Il y avait du monde à se bousculer en cette matinée de dimanche 18 septembre à Langrolay-sur-Rance à l’occasion des journées du Patrimoine. Et pour cause : l’équipe de l’INRAP (Institut national de Recherche archéologique préventive) du site présentait alors le travail réalisé depuis le 18 juillet, à savoir la fouille du site qui recèle des vestiges gallo-romains datant du premier siècle de notre ère. C’est donc la présence d’une grande ferme gallo-romaine, à comprendre comme un domaine aristocratique, qui est ici mis à jour et cela grâce aux archéologues.

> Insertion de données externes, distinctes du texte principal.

use markbook_store::EntryPath;

use crate::document::DocumentId;

/// Notifications emitted towards the rendering layer. The stream is
/// one-way: the renderer never mutates storage, it only reflects state.
/// 發往渲染層的單向通知；渲染層不得直接改動儲存。
#[derive(Debug, Clone, PartialEq, Eq)]
pub enum WorkspaceEvent {
    /// The root's shallow contents changed; emitted only after the
    /// mutation's storage calls completed, never mid-operation.
    /// 根目錄淺層內容已變動；必定於儲存操作完成後才發出。
    ListingChanged,
    DocumentSaved {
        id: DocumentId,
        path: EntryPath,
    },
    DocumentRenamed {
        id: DocumentId,
        path: EntryPath,
    },
    /// A non-blocking failure notification; the document's dirty flag is
    /// left set so the next manual save retries.
    /// 非阻斷的失敗通知；dirty 旗標保留，下一次手動儲存會重試。
    OperationFailed {
        id: Option<DocumentId>,
        reason: String,
    },
}
use std::fmt;

use serde::de::Error as DeError;
use serde::{Deserialize, Deserializer, Serialize, Serializer};

use crate::error::PathError;

/// A `/`-separated path relative to a workspace root: the durable identity
/// of a storage entry. The empty path denotes the root itself.
/// 相對於工作區根目錄、以 `/` 分隔的路徑；空路徑代表根目錄本身。
///
/// Two open documents refer to the same entry iff their paths are equal;
/// handle equality cannot survive a reload and is never used for identity.
#[derive(Debug, Clone, PartialEq, Eq, Hash, Default)]
pub struct EntryPath {
    segments: Vec<String>,
}

impl EntryPath {
    /// The workspace root.
    /// 工作區根目錄。
    pub fn root() -> Self {
        Self::default()
    }

    /// A single-segment path directly under the root.
    /// 根目錄下單一名稱的路徑。
    pub fn from_name(name: impl Into<String>) -> Result<Self, PathError> {
        let name = name.into();
        validate_segment(&name)?;
        Ok(Self {
            segments: vec![name],
        })
    }

    /// Parses a `/`-separated relative path. Leading and trailing
    /// separators are tolerated; `.`/`..` segments are not.
    /// 解析以 `/` 分隔的相對路徑；允許首尾分隔符，拒絕 `.` 與 `..`。
    pub fn parse(text: &str) -> Result<Self, PathError> {
        let trimmed = text.trim_matches('/');
        if trimmed.is_empty() {
            return Ok(Self::root());
        }
        let mut segments = Vec::new();
        for segment in trimmed.split('/') {
            validate_segment(segment)?;
            segments.push(segment.to_string());
        }
        Ok(Self { segments })
    }

    pub fn is_root(&self) -> bool {
        self.segments.is_empty()
    }

    pub fn segments(&self) -> &[String] {
        &self.segments
    }

    /// The final segment, absent for the root.
    /// 最後一段名稱；根目錄為 `None`。
    pub fn name(&self) -> Option<&str> {
        self.segments.last().map(String::as_str)
    }

    /// The containing directory, absent for the root.
    /// 上層目錄路徑；根目錄為 `None`。
    pub fn parent(&self) -> Option<EntryPath> {
        if self.segments.is_empty() {
            return None;
        }
        Some(Self {
            segments: self.segments[..self.segments.len() - 1].to_vec(),
        })
    }

    /// Appends a validated child segment.
    /// 附加一段已驗證的子名稱。
    pub fn join(&self, name: &str) -> Result<EntryPath, PathError> {
        validate_segment(name)?;
        let mut segments = self.segments.clone();
        segments.push(name.to_string());
        Ok(Self { segments })
    }

    /// Whether `self` equals `prefix` or lies beneath it. Used as the
    /// own-descendant guard for move/copy targets.
    /// 判斷 `self` 是否等於或位於 `prefix` 之下，作為搬移時的自我包含檢查。
    pub fn starts_with(&self, prefix: &EntryPath) -> bool {
        self.segments.len() >= prefix.segments.len()
            && self.segments[..prefix.segments.len()] == prefix.segments[..]
    }
}

/// Validates a single path segment.
/// 驗證單一路徑名稱是否合法。
pub fn validate_segment(segment: &str) -> Result<(), PathError> {
    if segment.is_empty() {
        return Err(PathError::EmptySegment);
    }
    if segment == "." || segment == ".." {
        return Err(PathError::ReservedSegment(segment.to_string()));
    }
    if segment.contains('/') {
        return Err(PathError::EmbeddedSeparator(segment.to_string()));
    }
    Ok(())
}

impl fmt::Display for EntryPath {
    fn fmt(&self, f: &mut fmt::Formatter<'_>) -> fmt::Result {
        f.write_str(&self.segments.join("/"))
    }
}

impl Serialize for EntryPath {
    fn serialize<S>(&self, serializer: S) -> Result<S::Ok, S::Error>
    where
        S: Serializer,
    {
        serializer.serialize_str(&self.to_string())
    }
}

impl<'de> Deserialize<'de> for EntryPath {
    fn deserialize<D>(deserializer: D) -> Result<Self, D::Error>
    where
        D: Deserializer<'de>,
    {
        let text = String::deserialize(deserializer)?;
        EntryPath::parse(&text).map_err(DeError::custom)
    }
}

#[cfg(test)]
mod tests {
    use super::*;

    #[test]
    fn parse_and_display_round_trip() {
        let path = EntryPath::parse("notes/ideas/a.md").unwrap();
        assert_eq!(path.segments().len(), 3);
        assert_eq!(path.to_string(), "notes/ideas/a.md");
        assert_eq!(path.name(), Some("a.md"));
        assert_eq!(path.parent().unwrap().to_string(), "notes/ideas");
    }

    #[test]
    fn empty_and_slashed_input_is_the_root() {
        assert!(EntryPath::parse("").unwrap().is_root());
        assert!(EntryPath::parse("/").unwrap().is_root());
        assert_eq!(EntryPath::parse("/a.md").unwrap().to_string(), "a.md");
    }

    #[test]
    fn rejects_reserved_segments() {
        assert_eq!(
            EntryPath::parse("a//b"),
            Err(PathError::EmptySegment)
        );
        assert!(matches!(
            EntryPath::parse("a/../b"),
            Err(PathError::ReservedSegment(_))
        ));
        assert!(matches!(
            EntryPath::root().join("a/b"),
            Err(PathError::EmbeddedSeparator(_))
        ));
    }

    #[test]
    fn starts_with_detects_descendants() {
        let dir = EntryPath::parse("a/b").unwrap();
        let inner = EntryPath::parse("a/b/c").unwrap();
        let sibling = EntryPath::parse("a/bc").unwrap();
        assert!(inner.starts_with(&dir));
        assert!(dir.starts_with(&dir));
        assert!(!sibling.starts_with(&dir));
        assert!(inner.starts_with(&EntryPath::root()));
    }

    #[test]
    fn serde_uses_the_display_form() {
        let path = EntryPath::parse("notes/a.md").unwrap();
        let json = serde_json::to_string(&path).unwrap();
        assert_eq!(json, "\"notes/a.md\"");
        let back: EntryPath = serde_json::from_str(&json).unwrap();
        assert_eq!(back, path);
    }
}
//! End-to-end properties of the compound entry operations against the
//! in-memory capability backend.
//! 針對記憶體後端驗證複合操作的端對端性質。

use markbook_ops::{
    copy_dir, create_dir, create_file, list_dir, list_trash, move_entry, rename, restore_entry,
    soft_delete,
};
use markbook_store::{resolve_dir, resolve_file, EntryKind, EntryPath, MemoryStore, StoreError};

fn path(text: &str) -> EntryPath {
    EntryPath::parse(text).unwrap()
}

#[tokio::test]
async fn move_conserves_contents_and_removes_the_source() {
    let store = MemoryStore::new();
    let root = store.root();
    create_dir(&root, &EntryPath::root(), "src").await.unwrap();
    create_dir(&root, &EntryPath::root(), "dst").await.unwrap();
    create_file(&root, &path("src"), "f.md", "C").await.unwrap();

    let moved = move_entry(&root, &path("src/f.md"), &path("dst"), EntryKind::File, None)
        .await
        .unwrap();
    assert_eq!(moved, path("dst/f.md"));
    let target = resolve_file(&root, &path("dst/f.md")).await.unwrap();
    assert_eq!(target.read_text().await.unwrap(), "C");
    assert!(resolve_file(&root, &path("src/f.md"))
        .await
        .unwrap_err()
        .is_not_found());
}

#[tokio::test]
async fn interrupted_move_converges_when_reapplied() {
    let store = MemoryStore::new();
    let root = store.root();
    create_dir(&root, &EntryPath::root(), "src").await.unwrap();
    create_dir(&root, &EntryPath::root(), "dst").await.unwrap();
    create_file(&root, &path("src"), "f.md", "C").await.unwrap();

    // Simulate a crash between the target write and the source removal:
    // the copy landed but the source still exists.
    create_file(&root, &path("dst"), "f.md", "C").await.unwrap();

    let moved = move_entry(&root, &path("src/f.md"), &path("dst"), EntryKind::File, None)
        .await
        .unwrap();
    assert_eq!(moved, path("dst/f.md"));
    let target = resolve_file(&root, &path("dst/f.md")).await.unwrap();
    assert_eq!(target.read_text().await.unwrap(), "C");
    assert!(resolve_file(&root, &path("src/f.md"))
        .await
        .unwrap_err()
        .is_not_found());
}

#[tokio::test]
async fn directory_move_carries_every_descendant() {
    let store = MemoryStore::new();
    let root = store.root();
    create_dir(&root, &EntryPath::root(), "a").await.unwrap();
    create_dir(&root, &path("a"), "inner").await.unwrap();
    create_file(&root, &path("a"), "top.md", "1").await.unwrap();
    create_file(&root, &path("a/inner"), "deep.md", "2")
        .await
        .unwrap();
    create_dir(&root, &EntryPath::root(), "b").await.unwrap();

    move_entry(&root, &path("a"), &path("b"), EntryKind::Directory, None)
        .await
        .unwrap();

    let deep = resolve_file(&root, &path("b/a/inner/deep.md")).await.unwrap();
    assert_eq!(deep.read_text().await.unwrap(), "2");
    let top = resolve_file(&root, &path("b/a/top.md")).await.unwrap();
    assert_eq!(top.read_text().await.unwrap(), "1");
    assert!(resolve_dir(&root, &path("a")).await.unwrap_err().is_not_found());
}

#[tokio::test]
async fn rename_leaves_exactly_one_of_the_two_names() {
    for use_atomic in [true, false] {
        let store = MemoryStore::new();
        if !use_atomic {
            store.disable_atomic_moves();
        }
        let root = store.root();
        create_file(&root, &EntryPath::root(), "a.md", "body")
            .await
            .unwrap();

        let renamed = rename(&root, &path("a.md"), "b.md", EntryKind::File)
            .await
            .unwrap();
        assert_eq!(renamed, path("b.md"));

        let names: Vec<_> = list_dir(&root, &EntryPath::root())
            .await
            .unwrap()
            .into_iter()
            .map(|entry| entry.name)
            .collect();
        assert_eq!(names, vec!["b.md"]);
        let file = resolve_file(&root, &path("b.md")).await.unwrap();
        assert_eq!(file.read_text().await.unwrap(), "body");
    }
}

#[tokio::test]
async fn rename_collision_changes_nothing() {
    let store = MemoryStore::new();
    let root = store.root();
    create_file(&root, &EntryPath::root(), "a.md", "A").await.unwrap();
    create_file(&root, &EntryPath::root(), "b.md", "B").await.unwrap();

    assert!(matches!(
        rename(&root, &path("a.md"), "b.md", EntryKind::File).await,
        Err(StoreError::NameCollision(_))
    ));
    let a = resolve_file(&root, &path("a.md")).await.unwrap();
    let b = resolve_file(&root, &path("b.md")).await.unwrap();
    assert_eq!(a.read_text().await.unwrap(), "A");
    assert_eq!(b.read_text().await.unwrap(), "B");
}

#[tokio::test]
async fn soft_delete_round_trips_through_the_trash() {
    let store = MemoryStore::new();
    let root = store.root();
    create_file(&root, &EntryPath::root(), "x.md", "keep me")
        .await
        .unwrap();

    soft_delete(&root, &path("x.md")).await.unwrap();
    assert!(resolve_file(&root, &path("x.md"))
        .await
        .unwrap_err()
        .is_not_found());
    assert_eq!(list_trash(&root).await.unwrap().len(), 1);

    let restored = restore_entry(&root, "x.md").await.unwrap();
    assert_eq!(restored, path("x.md"));
    let file = resolve_file(&root, &path("x.md")).await.unwrap();
    assert_eq!(file.read_text().await.unwrap(), "keep me");
    assert!(list_trash(&root).await.unwrap().is_empty());
}

#[tokio::test]
async fn soft_delete_and_restore_work_for_directories() {
    let store = MemoryStore::new();
    let root = store.root();
    create_dir(&root, &EntryPath::root(), "notes").await.unwrap();
    create_file(&root, &path("notes"), "a.md", "# A").await.unwrap();

    soft_delete(&root, &path("notes")).await.unwrap();
    assert!(resolve_dir(&root, &path("notes")).await.unwrap_err().is_not_found());

    restore_entry(&root, "notes").await.unwrap();
    let file = resolve_file(&root, &path("notes/a.md")).await.unwrap();
    assert_eq!(file.read_text().await.unwrap(), "# A");
}

#[tokio::test]
async fn copy_dir_duplicates_the_whole_subtree() {
    let store = MemoryStore::new();
    let root = store.root();
    create_dir(&root, &EntryPath::root(), "a").await.unwrap();
    create_dir(&root, &path("a"), "inner").await.unwrap();
    create_file(&root, &path("a/inner"), "deep.md", "2")
        .await
        .unwrap();

    copy_dir(&root, &path("a"), &path("copy")).await.unwrap();

    let original = resolve_file(&root, &path("a/inner/deep.md")).await.unwrap();
    let duplicate = resolve_file(&root, &path("copy/inner/deep.md")).await.unwrap();
    assert_eq!(original.read_text().await.unwrap(), "2");
    assert_eq!(duplicate.read_text().await.unwrap(), "2");
}

#[tokio::test]
async fn trash_is_not_listed_at_the_root_by_accident() {
    let store = MemoryStore::new();
    let root = store.root();
    create_file(&root, &EntryPath::root(), "x.md", "").await.unwrap();
    soft_delete(&root, &path("x.md")).await.unwrap();

    let names: Vec<_> = list_dir(&root, &EntryPath::root())
        .await
        .unwrap()
        .into_iter()
        .map(|entry| entry.name)
        .collect();
    // The container itself is an ordinary directory; filtering it out of
    // the sidebar is a presentation decision, not a storage one.
    assert_eq!(names, vec![".trash"]);
}
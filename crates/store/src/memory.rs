use std::collections::{HashMap, VecDeque};
use std::sync::{Arc, Mutex};

use async_trait::async_trait;

use crate::error::StoreError;
use crate::handle::{
    DirCapability, DirHandle, EntryInfo, EntryKind, FileCapability, FileHandle, HandleKey,
};
use crate::host::{CapabilityHost, PermissionState};

/// In-memory capability backend. Handles carry node ids into a shared slab,
/// so an entry removed or replaced through any other handle leaves the old
/// handles stale exactly like a host store would.
/// 記憶體內的能力後端；控制代碼持有節點編號，項目被移除或取代後舊代碼即失效，
/// 行為與宿主儲存一致。
#[derive(Debug, Clone)]
pub struct MemoryStore {
    inner: Arc<Mutex<Inner>>,
}

#[derive(Debug)]
struct Inner {
    nodes: HashMap<u64, Node>,
    next_id: u64,
    root_id: u64,
    permission_granted: bool,
    atomic_moves: bool,
}

#[derive(Debug)]
struct Node {
    name: String,
    body: NodeBody,
}

#[derive(Debug)]
enum NodeBody {
    File { contents: String },
    Dir { children: Vec<u64> },
}

impl Node {
    fn kind(&self) -> EntryKind {
        match self.body {
            NodeBody::File { .. } => EntryKind::File,
            NodeBody::Dir { .. } => EntryKind::Directory,
        }
    }
}

impl MemoryStore {
    pub fn new() -> Self {
        Self::named("<root>")
    }

    /// A store whose root carries the given workspace display name; minted
    /// root handles report it through `name()`.
    /// 以指定顯示名稱作為根目錄的儲存；根控制代碼的 `name()` 回傳該名稱。
    pub fn named(root_name: impl Into<String>) -> Self {
        let mut nodes = HashMap::new();
        nodes.insert(
            0,
            Node {
                name: root_name.into(),
                body: NodeBody::Dir {
                    children: Vec::new(),
                },
            },
        );
        Self {
            inner: Arc::new(Mutex::new(Inner {
                nodes,
                next_id: 1,
                root_id: 0,
                permission_granted: true,
                atomic_moves: true,
            })),
        }
    }

    /// Mints a fresh handle for the store root.
    /// 建立根目錄的全新控制代碼。
    pub fn root(&self) -> DirHandle {
        let inner = self.inner.lock().expect("store lock");
        let root_id = inner.root_id;
        let label = inner
            .nodes
            .get(&root_id)
            .map(|node| node.name.clone())
            .unwrap_or_default();
        Arc::new(MemoryDir {
            store: Arc::clone(&self.inner),
            id: root_id,
            label,
        })
    }

    /// Grants or revokes the capability; revoked stores fail every
    /// operation with `PermissionDenied`.
    /// 授予或撤銷能力；撤銷後所有操作回傳 `PermissionDenied`。
    pub fn set_permission(&self, granted: bool) {
        self.inner.lock().expect("store lock").permission_granted = granted;
    }

    pub fn permission_granted(&self) -> bool {
        self.inner.lock().expect("store lock").permission_granted
    }

    /// Disables the atomic move primitive so `move_child` reports
    /// `Ok(false)` and callers exercise the copy+delete fallback.
    /// 關閉原子搬移，讓呼叫端改走複製後刪除的備援路徑。
    pub fn disable_atomic_moves(&self) {
        self.inner.lock().expect("store lock").atomic_moves = false;
    }
}

impl Default for MemoryStore {
    fn default() -> Self {
        Self::new()
    }
}

impl Inner {
    fn check_permission(&self) -> Result<(), StoreError> {
        if self.permission_granted {
            Ok(())
        } else {
            Err(StoreError::PermissionDenied)
        }
    }

    fn node(&self, id: u64, label: &str) -> Result<&Node, StoreError> {
        self.nodes
            .get(&id)
            .ok_or_else(|| StoreError::NotFound(label.to_string()))
    }

    fn child_id(&self, dir_id: u64, name: &str, label: &str) -> Result<Option<u64>, StoreError> {
        match &self.node(dir_id, label)?.body {
            NodeBody::Dir { children } => Ok(children
                .iter()
                .copied()
                .find(|id| self.nodes.get(id).map(|n| n.name == name).unwrap_or(false))),
            NodeBody::File { .. } => Err(StoreError::NotFound(label.to_string())),
        }
    }

    fn insert_child(&mut self, dir_id: u64, name: &str, body: NodeBody) -> u64 {
        let id = self.next_id;
        self.next_id += 1;
        self.nodes.insert(
            id,
            Node {
                name: name.to_string(),
                body,
            },
        );
        if let Some(Node {
            body: NodeBody::Dir { children },
            ..
        }) = self.nodes.get_mut(&dir_id)
        {
            children.push(id);
        }
        id
    }

    fn remove_subtree(&mut self, id: u64) {
        let mut queue = VecDeque::from([id]);
        while let Some(current) = queue.pop_front() {
            if let Some(node) = self.nodes.remove(&current) {
                if let NodeBody::Dir { children } = node.body {
                    queue.extend(children);
                }
            }
        }
    }
}

#[derive(Debug)]
struct MemoryDir {
    store: Arc<Mutex<Inner>>,
    id: u64,
    label: String,
}

#[derive(Debug)]
struct MemoryFile {
    store: Arc<Mutex<Inner>>,
    id: u64,
    label: String,
}

#[async_trait]
impl DirCapability for MemoryDir {
    fn key(&self) -> HandleKey {
        HandleKey::new(self.id)
    }

    fn name(&self) -> &str {
        &self.label
    }

    async fn enumerate(&self) -> Result<Vec<EntryInfo>, StoreError> {
        let inner = self.store.lock().expect("store lock");
        inner.check_permission()?;
        match &inner.node(self.id, &self.label)?.body {
            NodeBody::Dir { children } => Ok(children
                .iter()
                .filter_map(|id| inner.nodes.get(id))
                .map(|node| EntryInfo {
                    name: node.name.clone(),
                    kind: node.kind(),
                })
                .collect()),
            NodeBody::File { .. } => Err(StoreError::NotFound(self.label.clone())),
        }
    }

    async fn child_file(&self, name: &str, create: bool) -> Result<FileHandle, StoreError> {
        let mut inner = self.store.lock().expect("store lock");
        inner.check_permission()?;
        let existing = inner.child_id(self.id, name, &self.label)?;
        let id = match existing {
            Some(id) => match inner.node(id, name)?.kind() {
                EntryKind::File => id,
                EntryKind::Directory if create => {
                    return Err(StoreError::NameCollision(name.to_string()))
                }
                EntryKind::Directory => return Err(StoreError::NotFound(name.to_string())),
            },
            None if create => inner.insert_child(
                self.id,
                name,
                NodeBody::File {
                    contents: String::new(),
                },
            ),
            None => return Err(StoreError::NotFound(name.to_string())),
        };
        Ok(Arc::new(MemoryFile {
            store: Arc::clone(&self.store),
            id,
            label: name.to_string(),
        }))
    }

    async fn child_dir(&self, name: &str, create: bool) -> Result<DirHandle, StoreError> {
        let mut inner = self.store.lock().expect("store lock");
        inner.check_permission()?;
        let existing = inner.child_id(self.id, name, &self.label)?;
        let id = match existing {
            Some(id) => match inner.node(id, name)?.kind() {
                EntryKind::Directory => id,
                EntryKind::File if create => {
                    return Err(StoreError::NameCollision(name.to_string()))
                }
                EntryKind::File => return Err(StoreError::NotFound(name.to_string())),
            },
            None if create => inner.insert_child(
                self.id,
                name,
                NodeBody::Dir {
                    children: Vec::new(),
                },
            ),
            None => return Err(StoreError::NotFound(name.to_string())),
        };
        Ok(Arc::new(MemoryDir {
            store: Arc::clone(&self.store),
            id,
            label: name.to_string(),
        }))
    }

    async fn remove(&self, name: &str, recursive: bool) -> Result<(), StoreError> {
        let mut inner = self.store.lock().expect("store lock");
        inner.check_permission()?;
        let child = inner
            .child_id(self.id, name, &self.label)?
            .ok_or_else(|| StoreError::NotFound(name.to_string()))?;
        if let NodeBody::Dir { children } = &inner.node(child, name)?.body {
            if !children.is_empty() && !recursive {
                return Err(StoreError::NotEmpty(name.to_string()));
            }
        }
        if let Some(Node {
            body: NodeBody::Dir { children },
            ..
        }) = inner.nodes.get_mut(&self.id)
        {
            children.retain(|id| *id != child);
        }
        inner.remove_subtree(child);
        Ok(())
    }

    async fn move_child(
        &self,
        name: &str,
        dst: &DirHandle,
        new_name: &str,
    ) -> Result<bool, StoreError> {
        let mut inner = self.store.lock().expect("store lock");
        inner.check_permission()?;
        if !inner.atomic_moves {
            return Ok(false);
        }
        // A handle from a different backend cannot be moved atomically.
        let dst_id = dst.key().as_u64();
        match inner.nodes.get(&dst_id).map(Node::kind) {
            Some(EntryKind::Directory) => {}
            _ => return Ok(false),
        }
        let child = inner
            .child_id(self.id, name, &self.label)?
            .ok_or_else(|| StoreError::NotFound(name.to_string()))?;
        if inner.child_id(dst_id, new_name, new_name)?.is_some() {
            return Err(StoreError::NameCollision(new_name.to_string()));
        }
        if let Some(Node {
            body: NodeBody::Dir { children },
            ..
        }) = inner.nodes.get_mut(&self.id)
        {
            children.retain(|id| *id != child);
        }
        if let Some(Node {
            body: NodeBody::Dir { children },
            ..
        }) = inner.nodes.get_mut(&dst_id)
        {
            children.push(child);
        }
        if let Some(node) = inner.nodes.get_mut(&child) {
            node.name = new_name.to_string();
        }
        Ok(true)
    }
}

#[async_trait]
impl FileCapability for MemoryFile {
    fn key(&self) -> HandleKey {
        HandleKey::new(self.id)
    }

    fn name(&self) -> &str {
        &self.label
    }

    async fn read_text(&self) -> Result<String, StoreError> {
        let inner = self.store.lock().expect("store lock");
        inner.check_permission()?;
        match &inner.node(self.id, &self.label)?.body {
            NodeBody::File { contents } => Ok(contents.clone()),
            NodeBody::Dir { .. } => Err(StoreError::NotFound(self.label.clone())),
        }
    }

    async fn write_text(&self, new_contents: &str) -> Result<(), StoreError> {
        let mut inner = self.store.lock().expect("store lock");
        inner.check_permission()?;
        let label = self.label.clone();
        let node = inner
            .nodes
            .get_mut(&self.id)
            .ok_or(StoreError::NotFound(label))?;
        match &mut node.body {
            NodeBody::File { contents } => {
                *contents = new_contents.to_string();
                Ok(())
            }
            NodeBody::Dir { .. } => Err(StoreError::NotFound(self.label.clone())),
        }
    }
}

/// Scripted response for the next picker/permission request.
/// 腳本化的選取視窗／權限請求回應。
#[derive(Debug, Clone, Copy, PartialEq, Eq)]
pub enum HostResponse {
    Grant,
    Deny,
    Cancel,
}

/// Capability-host boundary over a [`MemoryStore`], with scriptable
/// grant/deny/cancel responses for the picker and permission prompts.
/// 以 [`MemoryStore`] 實作的宿主邊界，可腳本化授予、拒絕與取消回應。
#[derive(Debug)]
pub struct MemoryHost {
    store: MemoryStore,
    responses: Mutex<VecDeque<HostResponse>>,
}

impl MemoryHost {
    pub fn new(store: MemoryStore) -> Self {
        Self {
            store,
            responses: Mutex::new(VecDeque::new()),
        }
    }

    pub fn push_response(&self, response: HostResponse) {
        self.responses
            .lock()
            .expect("host lock")
            .push_back(response);
    }

    fn next_response(&self) -> HostResponse {
        self.responses
            .lock()
            .expect("host lock")
            .pop_front()
            .unwrap_or(HostResponse::Grant)
    }
}

#[async_trait]
impl CapabilityHost for MemoryHost {
    async fn request_directory_access(&self) -> Result<Option<DirHandle>, StoreError> {
        match self.next_response() {
            HostResponse::Grant => {
                self.store.set_permission(true);
                Ok(Some(self.store.root()))
            }
            // Abandoning the picker is a silent no-op, not a failure.
            HostResponse::Cancel => Ok(None),
            HostResponse::Deny => Err(StoreError::PermissionDenied),
        }
    }

    async fn query_permission(&self, _dir: &DirHandle) -> PermissionState {
        if self.store.permission_granted() {
            PermissionState::Granted
        } else {
            PermissionState::Denied
        }
    }

    async fn request_permission(&self, _dir: &DirHandle) -> PermissionState {
        match self.next_response() {
            HostResponse::Grant => {
                self.store.set_permission(true);
                PermissionState::Granted
            }
            _ => PermissionState::Denied,
        }
    }
}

L’INRAP s’inscrit dans un travail de préservation des données archéologiques d’un site en prévention d’un chantier. Dans le cas du site de Langrolay, c’est la direction régionale des affaires culturelles qui a demandé à l’INRAP en 2014 d’établir un diagnostic du périmètre en vue de la construction d’un lotissement. C’est là que des indices ont révélé l’existence d’un site antique nécessitant plus de renseignements.
C’est alors que l’INRAP a commencé les fouilles sur un périmètre de 2000 m2 révélant alors des fondations portant sur 1500 m2. Une découverte archéologique qui s’inscrit dans une certaine logique du fait de la présence avérée de populations gallo-romaine dans la zone comme en témoigne la cité de Corseul à moins de 20 km de là.
Pour faire ressurgir ce passé, plusieurs étapes ont été scrupuleusement respectées. Pour ce faire, il faut tout d’abord procéder à un décapage, c’est-à-dire qu’on enlève environ un mètre de terre non exploitable archéologiquement, car labourée par l’homme, afin d’arriver sur un sol rocheux. Ensuite, vient pour l’archéologue la mission de repérer toute trace d’éventuelles anciennes bâtisses.
Le bois étant un matériau fréquemment utilisé pour ces raisons, on peut remarquer des traces plus sombres sur le sol. De là, une levée topographique est effectuée puis et une analyse des composants. Le souci est l’imprécision des indices. Le rôle de l‘archéologue sera alors d’interpréter au mieux ces indices avec le concours de spécialistes. Les études sur les céramiques ou les divers pollens prélevés servent à dater, à préciser le lieu et aussi à comprendre la composition de la flore à cette époque.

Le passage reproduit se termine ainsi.